== The data ==

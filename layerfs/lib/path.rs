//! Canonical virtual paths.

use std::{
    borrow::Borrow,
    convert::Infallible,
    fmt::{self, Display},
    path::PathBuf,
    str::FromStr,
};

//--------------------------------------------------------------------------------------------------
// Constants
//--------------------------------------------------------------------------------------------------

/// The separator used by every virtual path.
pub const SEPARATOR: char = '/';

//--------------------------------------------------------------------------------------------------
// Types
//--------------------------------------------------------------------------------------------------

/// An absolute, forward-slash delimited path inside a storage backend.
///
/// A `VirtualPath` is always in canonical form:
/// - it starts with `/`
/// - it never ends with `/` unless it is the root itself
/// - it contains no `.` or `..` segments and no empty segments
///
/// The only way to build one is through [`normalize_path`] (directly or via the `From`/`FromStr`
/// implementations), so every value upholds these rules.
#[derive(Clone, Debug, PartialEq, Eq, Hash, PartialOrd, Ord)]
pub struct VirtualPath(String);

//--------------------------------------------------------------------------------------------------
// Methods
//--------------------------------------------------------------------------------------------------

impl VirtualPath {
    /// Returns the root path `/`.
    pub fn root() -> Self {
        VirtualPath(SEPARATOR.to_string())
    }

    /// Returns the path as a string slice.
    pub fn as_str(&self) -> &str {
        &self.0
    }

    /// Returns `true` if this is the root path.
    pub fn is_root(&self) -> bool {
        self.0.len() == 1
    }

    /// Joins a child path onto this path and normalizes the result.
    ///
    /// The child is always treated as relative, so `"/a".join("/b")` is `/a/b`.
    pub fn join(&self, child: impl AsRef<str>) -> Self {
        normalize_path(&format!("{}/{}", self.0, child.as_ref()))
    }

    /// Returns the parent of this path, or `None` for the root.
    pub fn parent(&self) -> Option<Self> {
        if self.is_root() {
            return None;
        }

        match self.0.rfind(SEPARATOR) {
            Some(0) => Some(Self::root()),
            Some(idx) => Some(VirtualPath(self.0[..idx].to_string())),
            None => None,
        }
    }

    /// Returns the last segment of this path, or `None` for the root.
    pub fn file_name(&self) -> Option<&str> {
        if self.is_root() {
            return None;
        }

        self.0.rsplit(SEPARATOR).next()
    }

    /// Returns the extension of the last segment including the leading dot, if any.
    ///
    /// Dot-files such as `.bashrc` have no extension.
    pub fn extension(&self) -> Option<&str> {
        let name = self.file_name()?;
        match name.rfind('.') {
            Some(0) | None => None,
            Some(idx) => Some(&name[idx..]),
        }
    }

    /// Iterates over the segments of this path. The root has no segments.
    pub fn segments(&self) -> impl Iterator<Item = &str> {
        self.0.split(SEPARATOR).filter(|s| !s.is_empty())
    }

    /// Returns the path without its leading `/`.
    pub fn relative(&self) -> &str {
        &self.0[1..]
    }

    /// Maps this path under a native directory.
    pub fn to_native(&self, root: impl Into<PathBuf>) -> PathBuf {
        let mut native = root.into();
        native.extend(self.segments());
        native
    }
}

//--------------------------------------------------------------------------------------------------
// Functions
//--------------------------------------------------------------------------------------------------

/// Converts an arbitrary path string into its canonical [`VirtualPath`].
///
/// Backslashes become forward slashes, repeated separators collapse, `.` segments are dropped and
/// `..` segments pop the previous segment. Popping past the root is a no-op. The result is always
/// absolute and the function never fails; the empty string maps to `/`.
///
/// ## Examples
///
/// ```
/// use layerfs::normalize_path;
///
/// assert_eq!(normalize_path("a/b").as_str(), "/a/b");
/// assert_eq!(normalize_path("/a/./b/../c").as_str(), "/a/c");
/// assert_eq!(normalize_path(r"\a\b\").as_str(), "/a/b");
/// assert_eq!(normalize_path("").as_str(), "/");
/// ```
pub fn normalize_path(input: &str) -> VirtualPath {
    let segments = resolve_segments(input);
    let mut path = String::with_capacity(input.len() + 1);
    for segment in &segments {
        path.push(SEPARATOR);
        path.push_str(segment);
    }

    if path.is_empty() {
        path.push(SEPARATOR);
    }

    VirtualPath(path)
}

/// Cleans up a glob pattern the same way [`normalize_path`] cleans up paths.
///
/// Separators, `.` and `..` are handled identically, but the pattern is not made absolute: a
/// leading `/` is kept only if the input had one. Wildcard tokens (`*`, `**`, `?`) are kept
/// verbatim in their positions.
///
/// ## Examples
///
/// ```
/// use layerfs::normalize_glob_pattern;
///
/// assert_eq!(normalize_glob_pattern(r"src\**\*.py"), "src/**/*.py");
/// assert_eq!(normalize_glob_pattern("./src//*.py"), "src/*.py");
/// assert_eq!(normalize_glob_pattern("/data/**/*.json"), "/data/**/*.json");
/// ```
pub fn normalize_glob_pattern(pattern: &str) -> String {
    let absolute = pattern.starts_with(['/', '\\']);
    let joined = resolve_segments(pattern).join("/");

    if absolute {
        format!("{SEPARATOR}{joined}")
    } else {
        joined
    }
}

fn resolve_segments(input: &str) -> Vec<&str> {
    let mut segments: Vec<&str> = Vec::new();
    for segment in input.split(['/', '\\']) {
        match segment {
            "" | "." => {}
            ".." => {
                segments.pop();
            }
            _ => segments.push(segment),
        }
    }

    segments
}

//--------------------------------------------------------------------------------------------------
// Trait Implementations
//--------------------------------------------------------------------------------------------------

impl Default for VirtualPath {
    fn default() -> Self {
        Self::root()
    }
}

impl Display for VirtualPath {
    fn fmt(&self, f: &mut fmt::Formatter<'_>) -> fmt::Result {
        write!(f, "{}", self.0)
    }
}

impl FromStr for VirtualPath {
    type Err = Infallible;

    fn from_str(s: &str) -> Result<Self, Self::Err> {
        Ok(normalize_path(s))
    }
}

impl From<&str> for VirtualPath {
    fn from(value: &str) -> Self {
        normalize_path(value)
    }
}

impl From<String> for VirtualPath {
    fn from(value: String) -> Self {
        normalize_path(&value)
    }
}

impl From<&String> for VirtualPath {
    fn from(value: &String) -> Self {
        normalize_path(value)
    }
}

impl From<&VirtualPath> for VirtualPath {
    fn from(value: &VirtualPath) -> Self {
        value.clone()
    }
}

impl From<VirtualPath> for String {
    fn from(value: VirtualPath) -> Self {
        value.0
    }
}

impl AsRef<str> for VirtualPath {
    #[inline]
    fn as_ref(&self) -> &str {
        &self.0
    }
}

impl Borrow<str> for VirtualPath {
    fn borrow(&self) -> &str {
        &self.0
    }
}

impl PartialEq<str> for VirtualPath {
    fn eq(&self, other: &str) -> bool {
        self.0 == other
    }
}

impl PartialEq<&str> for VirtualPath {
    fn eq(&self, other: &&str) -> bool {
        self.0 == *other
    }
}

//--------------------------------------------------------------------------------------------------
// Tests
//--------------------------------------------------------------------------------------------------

===
== The data ==

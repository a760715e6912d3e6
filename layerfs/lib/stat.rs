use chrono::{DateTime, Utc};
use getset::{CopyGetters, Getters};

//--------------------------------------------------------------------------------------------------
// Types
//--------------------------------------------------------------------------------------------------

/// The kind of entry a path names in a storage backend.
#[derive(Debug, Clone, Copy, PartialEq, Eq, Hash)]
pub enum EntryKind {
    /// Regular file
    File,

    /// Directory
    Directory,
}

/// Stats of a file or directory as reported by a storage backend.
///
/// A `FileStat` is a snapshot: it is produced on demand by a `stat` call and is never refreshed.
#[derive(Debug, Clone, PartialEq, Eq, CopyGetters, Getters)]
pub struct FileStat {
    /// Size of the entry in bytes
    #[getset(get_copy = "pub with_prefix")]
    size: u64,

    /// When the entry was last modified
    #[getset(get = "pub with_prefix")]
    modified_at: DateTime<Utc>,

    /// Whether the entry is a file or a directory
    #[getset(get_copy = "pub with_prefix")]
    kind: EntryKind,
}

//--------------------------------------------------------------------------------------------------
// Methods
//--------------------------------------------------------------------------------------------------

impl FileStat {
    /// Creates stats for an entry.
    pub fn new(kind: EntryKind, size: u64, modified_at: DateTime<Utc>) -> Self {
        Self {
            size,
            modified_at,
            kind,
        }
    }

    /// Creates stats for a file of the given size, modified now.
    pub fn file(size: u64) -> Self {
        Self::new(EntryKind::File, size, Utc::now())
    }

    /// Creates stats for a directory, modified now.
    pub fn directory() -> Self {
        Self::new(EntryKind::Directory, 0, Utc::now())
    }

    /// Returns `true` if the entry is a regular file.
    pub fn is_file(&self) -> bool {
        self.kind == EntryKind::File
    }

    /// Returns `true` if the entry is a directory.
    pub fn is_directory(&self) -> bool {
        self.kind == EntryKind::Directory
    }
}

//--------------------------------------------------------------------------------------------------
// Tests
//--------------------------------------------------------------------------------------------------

===

Given the records above, reproduce precisely and only the lines between the line holding "filename layerfs/lib/path.rs" and the line holding "#[derive(Clone, Debug, PartialEq, Eq, Hash, PartialOrd, Ord)]", inclusive.

Response ▸
filename layerfs/lib/path.rs
//! Canonical virtual paths.

use std::{
    borrow::Borrow,
    convert::Infallible,
    fmt::{self, Display},
    path::PathBuf,
    str::FromStr,
};

//--------------------------------------------------------------------------------------------------
// Constants
//--------------------------------------------------------------------------------------------------

/// The separator used by every virtual path.
pub const SEPARATOR: char = '/';

//--------------------------------------------------------------------------------------------------
// Types
//--------------------------------------------------------------------------------------------------

/// An absolute, forward-slash delimited path inside a storage backend.
///
/// A `VirtualPath` is always in canonical form:
/// - it starts with `/`
/// - it never ends with `/` unless it is the root itself
/// - it contains no `.` or `..` segments and no empty segments
///
/// The only way to build one is through [`normalize_path`] (directly or via the `From`/`FromStr`
/// implementations), so every value upholds these rules.
#[derive(Clone, Debug, PartialEq, Eq, Hash, PartialOrd, Ord)]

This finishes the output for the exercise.